I will say, regarding my previous responses, and you probably are already more tactful than this without having to be told - unless the physician has already told the patient they are dying and/or the patient has used that language themselves, I would probably hold off on using that particular phrasing when you are talking with patients. 1) obviously you want to be sure it is accurate lol, and 2) that can be pretty jarring for a patient to hear for the first time, and I think it is best to come from the physician in the context of a larger conversation.
If the patient and family keeps refusing, I respect their wishes. I may continue the conversation or revisit goals of care if things change in the future, but patients have the right to make their own decisions even if I disagree with them. Even under the best of circumstances sometimes people need time to come to their own conclusions and be ready to take the next steps, or they might never want to transition to hospice because of their goals, values, preferences, etc. And that's okay - my job as their family doctor is not to force them into what I think is right, it's to give them the information and support they need to make the right choices for themselves.
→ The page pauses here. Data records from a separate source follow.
//! Extract FASTA records by gene name.
//!
//! Records whose identifier is a listed gene name, optionally followed by a
//! `.<digits>` version suffix, are grouped per gene and written back out as
//! FASTA. Each group can be reduced to its longest sequence.

pub mod cli;
pub mod extractor;
pub mod io;
pub mod selection;
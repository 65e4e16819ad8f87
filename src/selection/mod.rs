//! Gene-name matching and per-gene record selection.

pub mod groups;
pub mod pattern;

pub use groups::{MatchGroups, group_records};
pub use pattern::{GenePattern, compile_patterns};
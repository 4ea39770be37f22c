use std::sync::atomic::{AtomicBool, Ordering};
use std::sync::Arc;
use tokio_util::sync::CancellationToken;

/// Cancellation signal source, polled by the engine before every probe.
/// Must not block.
pub trait InterruptSignal: Send + Sync {
    fn is_interrupted(&self) -> bool;
}

impl InterruptSignal for CancellationToken {
    fn is_interrupted(&self) -> bool {
        self.is_cancelled()
    }
}

impl InterruptSignal for AtomicBool {
    fn is_interrupted(&self) -> bool {
        self.load(Ordering::SeqCst)
    }
}

impl<T: InterruptSignal + ?Sized> InterruptSignal for Arc<T> {
    fn is_interrupted(&self) -> bool {
        (**self).is_interrupted()
    }
}

/// Signal for runs that cannot be interrupted
#[derive(Debug, Clone, Copy, Default)]
pub struct NeverInterrupted;

impl InterruptSignal for NeverInterrupted {
    fn is_interrupted(&self) -> bool {
        false
    }
}
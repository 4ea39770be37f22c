use anyhow::{ensure, Result};
use chrono::{DateTime, Utc};
use serde::{Deserialize, Serialize};
use std::collections::HashMap;
use std::sync::Arc;
use std::time::Duration;
use tokio::sync::RwLock;
use tokio::task::JoinHandle;
use tokio_util::sync::CancellationToken;
use tracing::{info, warn};
use uuid::Uuid;
use validator::Validate;

use crate::config::{Config, DichotomyConfig, SolverConfig, SolverMode};
use crate::dichotomy::{DichotomyEngine, DichotomyParameters, DichotomyResult, ResultAssembler};
use crate::domain::{SplittingFactors, Zone, ZonalValues};
use crate::error::CapacityError;
use crate::evaluation::{EvaluationInvoker, NetworkEvaluator, RemoteEvaluator};
use crate::power_flow::NetworkSnapshot;
use crate::shift::ShiftDispatcher;
use crate::telemetry::BusinessLog;

#[derive(Clone)]
pub struct AppState {
    pub cfg: Config,
    pub service: Arc<CapacityService>,
}

impl AppState {
    pub fn new(cfg: Config) -> Result<Self> {
        let evaluator = build_evaluator(&cfg.solver)?;
        let service = Arc::new(
            CapacityService::new(evaluator, cfg.dichotomy.clone(), cfg.solver.timeout())
                .with_retained_runs(cfg.server.retained_runs),
        );
        Ok(Self { cfg, service })
    }
}

/// Solver backend selected by `solver.mode`
pub fn build_evaluator(solver: &SolverConfig) -> Result<Arc<dyn NetworkEvaluator>> {
    match solver.mode {
        #[cfg(feature = "sim")]
        SolverMode::Simulated => Ok(Arc::new(
            crate::evaluation::SimulatedEvaluator::new(solver.divergence_threshold_mw)
                .with_latency(Duration::from_millis(solver.simulated_latency_ms)),
        )),
        SolverMode::Remote => {
            ensure!(
                !solver.base_url.trim().is_empty(),
                "solver.base_url must be set when solver.mode is remote"
            );
            Ok(Arc::new(RemoteEvaluator::new(
                solver.base_url.as_str(),
                Duration::from_secs(solver.connect_timeout_seconds),
            )?))
        }
    }
}
//! In-memory grid snapshot and the linear flow model backing the simulated
//! solver.

pub mod constraints;
#[cfg(feature = "sim")]
pub mod model;
pub mod snapshot;

pub use constraints::{GlskCapacity, MonitoredBranch, NetworkConstraints};
#[cfg(feature = "sim")]
pub use model::LinearFlowModel;
pub use snapshot::NetworkSnapshot;
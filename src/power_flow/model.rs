use super::{MonitoredBranch, NetworkSnapshot};
use crate::evaluation::{LimitingElement, SolverResult};

/// Linear (DC, PTDF based) flow model with a crude remedial-action stage.
///
/// Stand-in for the external loadflow and RAO: it is deterministic and
/// cheap, which is what development runs and end-to-end tests need.
///
/// Steps for a shifted snapshot:
/// 1. Declare divergence when the shifted volume exceeds the threshold
/// 2. Check every zone's shift against its GLSK capacity
/// 3. Compute branch flows `base + Σ ptdf[z] * shift[z]`
/// 4. Apply each branch's remedial relief, derive margins
#[derive(Debug, Clone)]
pub struct LinearFlowModel {
    divergence_threshold_mw: f64,
}

impl LinearFlowModel {
    pub fn new(divergence_threshold_mw: f64) -> Self {
        Self {
            divergence_threshold_mw,
        }
    }

    pub fn solve(&self, network: &NetworkSnapshot) -> SolverResult {
        if network.shifted_volume_mw() > self.divergence_threshold_mw {
            return SolverResult::diverged();
        }

        let glsk_exhausted = !network
            .constraints
            .exhausted_glsk_zones(&network.applied_shifts)
            .is_empty();

        let elements: Vec<LimitingElement> = network
            .constraints
            .branches
            .iter()
            .map(|branch| LimitingElement {
                id: branch.id.clone(),
                margin_mw: self.margin_after_remedial_actions(branch, network),
            })
            .collect();

        let worst_margin = elements
            .iter()
            .map(|element| element.margin_mw)
            .fold(None, |worst: Option<f64>, margin| {
                Some(worst.map_or(margin, |w| w.min(margin)))
            })
            .unwrap_or(0.0);

        let overloaded_elements = elements
            .into_iter()
            .filter(|element| element.margin_mw < 0.0)
            .collect();

        SolverResult {
            converged: true,
            overloaded_elements,
            worst_margin,
            glsk_exhausted,
        }
    }

    fn branch_flow_mw(&self, branch: &MonitoredBranch, network: &NetworkSnapshot) -> f64 {
        branch.base_flow_mw
            + network
                .applied_shifts
                .iter()
                .map(|(zone, shift)| branch.ptdf.get(zone).copied().unwrap_or(0.0) * shift)
                .sum::<f64>()
    }

    fn margin_after_remedial_actions(&self, branch: &MonitoredBranch, network: &NetworkSnapshot) -> f64 {
        let loading = (self.branch_flow_mw(branch, network).abs() - branch.remedial_relief_mw).max(0.0);
        branch.max_flow_mw - loading
    }
}
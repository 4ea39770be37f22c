use axum::{
    http::StatusCode,
    response::{IntoResponse, Response},
    Json,
};
use chrono::{DateTime, Utc};
use serde::Serialize;

/// Standard API response wrapper
#[derive(Debug, Serialize)]
pub struct ApiResponse<T: Serialize> {
    pub success: bool,
    pub data: T,
    pub timestamp: DateTime<Utc>,
    /// Processing duration in milliseconds
    #[serde(skip_serializing_if = "Option::is_none")]
    pub duration_ms: Option<u64>,
}

impl<T: Serialize> ApiResponse<T> {
    pub fn success(data: T) -> Self {
        Self {
            success: true,
            data,
            timestamp: Utc::now(),
            duration_ms: None,
        }
    }

    pub fn with_duration(mut self, duration_ms: u64) -> Self {
        self.duration_ms = Some(duration_ms);
        self
    }
}

impl<T: Serialize> IntoResponse for ApiResponse<T> {
    fn into_response(self) -> Response {
        (StatusCode::OK, Json(self)).into_response()
    }
}

#[cfg(test)]
mod tests {
    use super::*;

    #[test]
    fn test_success_response() {
        let response = ApiResponse::success("run").with_duration(50);
        assert!(response.success);
        assert_eq!(response.data, "run");
        assert_eq!(response.duration_ms, Some(50));

        let json = serde_json::to_value(&response).unwrap();
        assert_eq!(json["duration_ms"], 50);
    }

    #[test]
    fn test_duration_omitted_when_unset() {
        let json = serde_json::to_value(ApiResponse::success(1)).unwrap();
        assert!(json.get("duration_ms").is_none());
    }
}
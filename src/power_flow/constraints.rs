use serde::{Deserialize, Serialize};
use std::collections::BTreeMap;

use crate::domain::{Zone, ZonalValues};

/// A monitored branch (critical network element)
#[derive(Debug, Clone, PartialEq, Serialize, Deserialize)]
pub struct MonitoredBranch {
    /// Branch identifier reported as the limiting element
    pub id: String,

    /// Flow before any shift is applied (MW)
    pub base_flow_mw: f64,

    /// Permanent admissible flow (MW)
    pub max_flow_mw: f64,

    /// Power transfer distribution factor per zone (MW flow per MW injected)
    #[serde(default)]
    pub ptdf: ZonalValues,

    /// Flow reduction the remedial-action optimizer can obtain on this branch (MW)
    #[serde(default)]
    pub remedial_relief_mw: f64,
}

/// Range a zone's generation shift key can realize
#[derive(Debug, Clone, Copy, PartialEq, Serialize, Deserialize)]
pub struct GlskCapacity {
    /// Largest upward shift (MW)
    pub max_up_mw: f64,
    /// Largest downward shift (MW, positive number)
    pub max_down_mw: f64,
}

impl GlskCapacity {
    pub fn can_realize(&self, shift_mw: f64) -> bool {
        shift_mw <= self.max_up_mw && -shift_mw <= self.max_down_mw
    }
}

/// Physical limits of a network snapshot
#[derive(Debug, Clone, Default, PartialEq, Serialize, Deserialize)]
pub struct NetworkConstraints {
    #[serde(default)]
    pub branches: Vec<MonitoredBranch>,

    /// Zones missing here have unlimited GLSK capacity
    #[serde(default)]
    pub glsk: BTreeMap<Zone, GlskCapacity>,
}

impl NetworkConstraints {
    /// Validate constraints for consistency
    pub fn validate(&self) -> Result<(), String> {
        for branch in &self.branches {
            if !branch.base_flow_mw.is_finite() {
                return Err(format!("branch {} base flow is not finite", branch.id));
            }
            if !branch.max_flow_mw.is_finite() || branch.max_flow_mw <= 0.0 {
                return Err(format!(
                    "branch {} max flow must be positive, got {}",
                    branch.id, branch.max_flow_mw
                ));
            }
            if branch.remedial_relief_mw < 0.0 {
                return Err(format!("branch {} remedial relief cannot be negative", branch.id));
            }
            if let Some((zone, _)) = branch.ptdf.iter().find(|(_, v)| !v.is_finite()) {
                return Err(format!("branch {} ptdf for {zone} is not finite", branch.id));
            }
        }

        for (zone, capacity) in &self.glsk {
            if capacity.max_up_mw < 0.0 || capacity.max_down_mw < 0.0 {
                return Err(format!("GLSK capacity for {zone} cannot be negative"));
            }
        }

        Ok(())
    }

    /// Zones whose shift cannot be realized by their GLSK
    pub fn exhausted_glsk_zones<'a>(&'a self, shifts: &'a ZonalValues) -> Vec<&'a Zone> {
        shifts
            .iter()
            .filter(|(zone, shift)| {
                self.glsk
                    .get(*zone)
                    .map(|capacity| !capacity.can_realize(**shift))
                    .unwrap_or(false)
            })
            .map(|(zone, _)| zone)
            .collect()
    }
}
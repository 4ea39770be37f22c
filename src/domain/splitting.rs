use serde::Serialize;

use super::{Zone, ZonalValues};
use crate::error::CapacityError;

/// Allowed deviation of the non-reference factor sum from 1
pub const SPLITTING_SUM_TOLERANCE: f64 = 1e-3;

/// Fractional share of a total exchange attributed to each zone.
///
/// The reference zone is not stored: its factor is fixed at -1, meaning it
/// absorbs the opposite of the sum of all other shifts.
#[derive(Debug, Clone, PartialEq, Serialize)]
pub struct SplittingFactors {
    reference: Zone,
    factors: ZonalValues,
}

impl SplittingFactors {
    pub fn new(reference: Zone, mut factors: ZonalValues) -> Result<Self, CapacityError> {
        if let Some(reference_factor) = factors.remove(&reference) {
            if (reference_factor + 1.0).abs() > SPLITTING_SUM_TOLERANCE {
                return Err(CapacityError::configuration(format!(
                    "reference zone {reference} must have splitting factor -1, got {reference_factor}"
                )));
            }
        }

        if let Some((zone, value)) = factors.iter().find(|(_, v)| !v.is_finite()) {
            return Err(CapacityError::configuration(format!(
                "splitting factor for {zone} is not finite: {value}"
            )));
        }

        let sum: f64 = factors.values().sum();
        if (sum - 1.0).abs() > SPLITTING_SUM_TOLERANCE {
            return Err(CapacityError::configuration(format!(
                "splitting factors must sum to 1, got {sum:.6}"
            )));
        }

        Ok(Self { reference, factors })
    }

    pub fn reference(&self) -> &Zone {
        &self.reference
    }

    /// Factor of a non-reference zone; undeclared zones contribute nothing
    pub fn factor(&self, zone: &Zone) -> f64 {
        self.factors.get(zone).copied().unwrap_or(0.0)
    }

    pub fn zones(&self) -> impl Iterator<Item = &Zone> {
        self.factors.keys()
    }
}
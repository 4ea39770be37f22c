//! Conversion of a scalar total exchange into per-zone injection shifts.

pub mod dispatcher;

pub use dispatcher::ShiftDispatcher;
use axum::{extract::State, http::StatusCode, response::IntoResponse, Json};
use serde::Serialize;

use crate::controller::AppState;

#[derive(Debug, Serialize)]
pub struct HealthResponse {
    status: String,
    timestamp: chrono::DateTime<chrono::Utc>,
    solver: SolverHealth,
}

#[derive(Debug, Serialize)]
pub struct SolverHealth {
    mode: String,
    backend: &'static str,
    #[serde(skip_serializing_if = "Option::is_none")]
    timeout_seconds: Option<u64>,
}

/// GET /healthz - liveness
pub async fn healthz() -> impl IntoResponse {
    StatusCode::OK
}

/// GET /health - service and solver backend summary
pub async fn health_check(State(state): State<AppState>) -> impl IntoResponse {
    let solver = &state.cfg.solver;
    let response = HealthResponse {
        status: "healthy".to_string(),
        timestamp: chrono::Utc::now(),
        solver: SolverHealth {
            mode: solver.mode.to_string(),
            backend: state.service.evaluator_name(),
            timeout_seconds: solver.timeout().map(|t| t.as_secs()),
        },
    };
    (StatusCode::OK, Json(response))
}
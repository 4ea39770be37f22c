use axum::{
    extract::rejection::JsonRejection,
    http::StatusCode,
    response::{IntoResponse, Response},
    Json,
};
use serde::Serialize;

use crate::error::{CapacityError, ErrorKind};

/// Error body returned by every endpoint
#[derive(Debug, Serialize)]
struct ErrorResponse {
    error: String,
    kind: ErrorKind,
    message: String,
}

impl IntoResponse for CapacityError {
    fn into_response(self) -> Response {
        let status =
            StatusCode::from_u16(self.status).unwrap_or(StatusCode::INTERNAL_SERVER_ERROR);

        let message = match self.kind {
            ErrorKind::Internal => {
                tracing::error!(error = %self, "API error occurred");
                "An internal error occurred".to_string()
            }
            ErrorKind::SolverInvocation => {
                tracing::warn!(error = %self, "solver unavailable");
                self.message
            }
            _ => {
                tracing::debug!(error = %self, "client error");
                self.message
            }
        };

        let body = ErrorResponse {
            error: status.canonical_reason().unwrap_or("Error").to_string(),
            kind: self.kind,
            message,
        };
        (status, Json(body)).into_response()
    }
}

impl From<JsonRejection> for CapacityError {
    fn from(rejection: JsonRejection) -> Self {
        CapacityError::configuration(rejection.body_text())
    }
}

#[cfg(test)]
mod tests {
    use super::*;
    use axum::body::to_bytes;

    async fn body_json(response: Response) -> serde_json::Value {
        let bytes = to_bytes(response.into_body(), usize::MAX).await.unwrap();
        serde_json::from_slice(&bytes).unwrap()
    }

    #[tokio::test]
    async fn test_configuration_error_response() {
        let response = CapacityError::configuration("invalid bracket").into_response();
        assert_eq!(response.status(), StatusCode::BAD_REQUEST);

        let body = body_json(response).await;
        assert_eq!(body["error"], "Bad Request");
        assert_eq!(body["kind"], "CONFIGURATION");
        assert_eq!(body["message"], "invalid bracket");
    }

    #[tokio::test]
    async fn test_internal_error_message_hidden() {
        let response = CapacityError::internal("lock poisoned at x.rs").into_response();
        assert_eq!(response.status(), StatusCode::INTERNAL_SERVER_ERROR);
        assert_eq!(body_json(response).await["message"], "An internal error occurred");
    }

    #[test]
    fn test_status_per_kind() {
        let cases = [
            (ErrorKind::NotFound, StatusCode::NOT_FOUND),
            (ErrorKind::Interruption, StatusCode::CONFLICT),
            (ErrorKind::GlskLimitation, StatusCode::UNPROCESSABLE_ENTITY),
            (ErrorKind::SolverInvocation, StatusCode::BAD_GATEWAY),
        ];
        for (kind, status) in cases {
            assert_eq!(CapacityError::new(kind, "x").into_response().status(), status);
        }
    }
}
Regarding the second question - the physician can choose to NOT offer treatments or interventions they feel will be nonbeneficial and potentially harmful. e.g. an oncologist might say a patient is too sick for another round of chemo, a nephrologist might say a patient is not a candidate for dialysis, a surgeon might decline to operate, a GI doc might not offer a long-term feeding tube. The family/patient can refuse any type of treatment, including hospice care, and the physician doing that care anyway would essentially be assault. There may be extreme circumstances on the level of neglect or abuse where there may be a need to seek a surrogate decision maker for a patient but this is quite rare.